*What needs to be done:*
Where the string "reset" shows up in a line of the records, copy that line.

*Dataset entries:*
• • •
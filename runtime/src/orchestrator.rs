//! The request orchestrator.
//!
//! Sits between whoever sends actions and the reducers. Control actions
//! cancel pending calls; request actions run through the interceptor
//! pipeline and end in exactly one lifecycle action; everything else passes
//! straight through to the [`Dispatcher`].

use crate::config::OrchestratorConfig;
use crate::driver::DriverCall;
use crate::error::StoreError;
use crate::interceptor::Pipeline;
use crate::registry::{CallHandle, PendingCallRegistry};
use composable_requests_core::action::{AbortAction, Action, ErrorAction, RequestKey, SuccessAction};
use composable_requests_core::{RequestAction, RequestError, Response, Value};
use futures::future::{AbortHandle, Abortable, BoxFuture, FutureExt};
use thiserror::Error;

/// Where the orchestrator delivers actions
///
/// In a store this reduces the action and notifies subscribers.
pub trait Dispatcher: Send + Sync {
    /// Deliver `action` to the reducers
    fn dispatch(&self, action: Action) -> BoxFuture<'_, ()>;

    /// Currently cached data of the query slice `request_type`
    fn query_data(&self, request_type: String) -> BoxFuture<'_, Option<Value>>;
}

/// A request that ended in a success action
#[derive(Clone, Debug)]
pub struct RequestSuccess {
    /// The success action (dispatched unless the request was silent)
    pub action: SuccessAction,
    /// Final response
    pub response: Response,
}

/// A request that ended in an error or abort action
#[derive(Error, Clone, Debug)]
pub enum RequestFailure {
    /// The request failed
    #[error("Request failed: {error}")]
    Error {
        /// The error action (dispatched unless the request was silent)
        action: ErrorAction,
        /// Final error
        error: RequestError,
    },

    /// The request was cancelled
    #[error("Request aborted")]
    Aborted {
        /// The abort action (dispatched unless the request was silent)
        action: AbortAction,
    },
}

impl RequestFailure {
    /// Whether the request was cancelled
    #[must_use]
    pub const fn is_aborted(&self) -> bool {
        matches!(self, Self::Aborted { .. })
    }

    /// The terminal lifecycle action
    #[must_use]
    pub fn action(&self) -> Action {
        match self {
            Self::Error { action, .. } => Action::Error(action.clone()),
            Self::Aborted { action } => Action::Abort(action.clone()),
        }
    }
}

/// Terminal result of one request action
pub type RequestOutcome = Result<RequestSuccess, RequestFailure>;

/// What [`Orchestrator::handle`] did with an action
#[derive(Debug)]
pub enum Handled {
    /// Not a request action: passed through to the dispatcher
    Forwarded,
    /// A request action, run to its terminal lifecycle action
    Request(RequestOutcome),
}

impl Handled {
    /// The request outcome, if the action was a request
    #[must_use]
    pub fn into_outcome(self) -> Option<RequestOutcome> {
        match self {
            Self::Forwarded => None,
            Self::Request(outcome) => Some(outcome),
        }
    }
}

/// Executes request actions and owns the pending call registry
///
/// Each orchestrator instance has its own registry, so two stores never
/// cancel each other's calls.
#[derive(Debug)]
pub struct Orchestrator {
    config: OrchestratorConfig,
    registry: PendingCallRegistry,
}

impl Orchestrator {
    /// Orchestrator with an empty registry
    #[must_use]
    pub fn new(config: OrchestratorConfig) -> Self {
        Self {
            config,
            registry: PendingCallRegistry::new(),
        }
    }

    /// The configuration
    #[must_use]
    pub const fn config(&self) -> &OrchestratorConfig {
        &self.config
    }

    /// The pending call registry
    #[must_use]
    pub const fn registry(&self) -> &PendingCallRegistry {
        &self.registry
    }

    /// Handle one action
    ///
    /// Request actions are awaited until their lifecycle action has been
    /// dispatched. Callers that must not block spawn this.
    ///
    /// # Errors
    ///
    /// Returns [`StoreError::InvalidPayload`] for a request action with an
    /// empty batch. Nothing is dispatched in that case.
    #[tracing::instrument(skip_all, fields(action_type = %action.action_type()))]
    pub async fn handle(&self, action: Action, dispatcher: &dyn Dispatcher) -> Result<Handled, StoreError> {
        match action {
            Action::Request(request) if (self.config.is_request_action)(&request) => {
                if request.request.is_empty() {
                    tracing::warn!("Rejected request action with an empty batch");
                    return Err(StoreError::InvalidPayload(request.action_type));
                }

                let outcome = Pipeline::new(self, dispatcher, request).run().await;
                Ok(Handled::Request(outcome))
            },
            action => {
                match &action {
                    Action::AbortRequests(abort) => {
                        self.cancel(abort.requests.as_deref());
                    },
                    Action::ResetRequests(reset) if reset.abort_pending => {
                        self.cancel(reset.requests.as_deref());
                    },
                    _ => {},
                }

                dispatcher.dispatch(action).await;
                Ok(Handled::Forwarded)
            },
        }
    }

    /// Cancel pending calls under the listed keys, or all of them
    ///
    /// The cancelled requests dispatch their own abort actions once their
    /// pipelines observe the cancellation.
    pub fn cancel(&self, keys: Option<&[RequestKey]>) -> usize {
        let cancelled = self.registry.cancel_keys(keys);
        tracing::debug!(cancelled, all = keys.is_none(), "Cancelled pending calls");
        cancelled
    }

    /// Run the driver calls of `action` and wait for all of them
    ///
    /// Applies take-latest, records every call in the registry for the
    /// lifetime of the wait and fails fast on the first failing call.
    pub(crate) async fn execute(&self, action: &RequestAction) -> Result<Vec<Response>, RequestError> {
        let driver = self.config.drivers.resolve(action.meta.driver.as_deref())?;
        let key = action.dedup_key();

        if self.config.take_latest_for(action) {
            let superseded = self.registry.cancel_key(&key);
            if superseded > 0 {
                tracing::debug!(key = %key, superseded, "Superseded pending calls");
            }
        }

        let mut handles = Vec::with_capacity(action.request.len());
        let mut calls = Vec::with_capacity(action.request.len());
        for request in action.request.as_slice() {
            let DriverCall { future, cancel } = driver.execute(request.clone(), action);
            let (abort, registration) = AbortHandle::new_pair();
            handles.push(CallHandle::new(abort, cancel));
            calls.push(
                Abortable::new(future, registration)
                    .map(|result| result.unwrap_or_else(|_aborted| Err(RequestError::Aborted))),
            );
        }

        let _settle = Settle {
            registry: &self.registry,
            generation: self.registry.register(&key, handles),
            key,
        };

        futures::future::try_join_all(calls).await
    }
}

/// Removes an execution from the registry when its wait ends, however it ends
struct Settle<'a> {
    registry: &'a PendingCallRegistry,
    key: String,
    generation: u64,
}

impl Drop for Settle<'_> {
    fn drop(&mut self) {
        self.registry.complete(&self.key, self.generation);
    }
}

#[cfg(test)]
#[allow(clippy::unwrap_used)]
mod tests {
    use super::*;
    use crate::driver::driver_fn;
    use composable_requests_core::{Request, RequestMeta};
    use std::sync::Mutex;

    #[derive(Default)]
    struct Recorder {
        actions: Mutex<Vec<String>>,
    }

    impl Dispatcher for Recorder {
        fn dispatch(&self, action: Action) -> BoxFuture<'_, ()> {
            self.actions.lock().unwrap().push(action.action_type().to_string());
            futures::future::ready(()).boxed()
        }

        fn query_data(&self, _request_type: String) -> BoxFuture<'_, Option<Value>> {
            futures::future::ready(None).boxed()
        }
    }

    fn orchestrator() -> Orchestrator {
        Orchestrator::new(OrchestratorConfig::new(driver_fn(|request, _action| {
            DriverCall::ready(Ok(Response::with_data(request.url)))
        })))
    }

    #[tokio::test]
    async fn test_plain_actions_pass_through() {
        let dispatcher = Recorder::default();
        let handled = orchestrator()
            .handle(Action::custom("TOGGLE", Value::Null), &dispatcher)
            .await
            .unwrap();

        assert!(matches!(handled, Handled::Forwarded));
        assert_eq!(*dispatcher.actions.lock().unwrap(), vec!["TOGGLE".to_string()]);
    }

    #[tokio::test]
    async fn test_empty_batch_is_rejected_before_dispatch() {
        let dispatcher = Recorder::default();
        let action = RequestAction::new("FETCH", Vec::<Request>::new());

        let result = orchestrator().handle(action.into(), &dispatcher).await;

        assert!(matches!(result, Err(StoreError::InvalidPayload(ref t)) if t == "FETCH"));
        assert!(dispatcher.actions.lock().unwrap().is_empty());
    }

    #[tokio::test]
    async fn test_filtered_request_actions_pass_through() {
        let config = OrchestratorConfig::new(driver_fn(|_request, _action| {
            DriverCall::ready(Ok(Response::new()))
        }))
        .with_is_request_action(composable_requests_core::hooks::predicate(|action| {
            !action.action_type.starts_with("LOCAL_")
        }));
        let dispatcher = Recorder::default();

        let handled = Orchestrator::new(config)
            .handle(RequestAction::new("LOCAL_ONLY", Request::get("/")).into(), &dispatcher)
            .await
            .unwrap();

        assert!(matches!(handled, Handled::Forwarded));
        assert_eq!(*dispatcher.actions.lock().unwrap(), vec!["LOCAL_ONLY".to_string()]);
    }

    #[tokio::test]
    async fn test_registry_is_empty_after_settling() {
        let orchestrator = orchestrator();
        let dispatcher = Recorder::default();
        let action = RequestAction::new("FETCH", Request::get("/books"))
            .with_meta(RequestMeta::default().with_request_key("1"));

        let outcome = orchestrator.handle(action.into(), &dispatcher).await.unwrap().into_outcome();

        assert!(matches!(outcome, Some(Ok(_))));
        assert_eq!(orchestrator.registry().pending_keys(), 0);
        assert_eq!(
            *dispatcher.actions.lock().unwrap(),
            vec!["FETCH".to_string(), "FETCH_SUCCESS".to_string()]
        );
    }
}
• • •
*Answer section:*
                    Action::ResetRequests(reset) if reset.abort_pending => {
                        self.cancel(reset.requests.as_deref());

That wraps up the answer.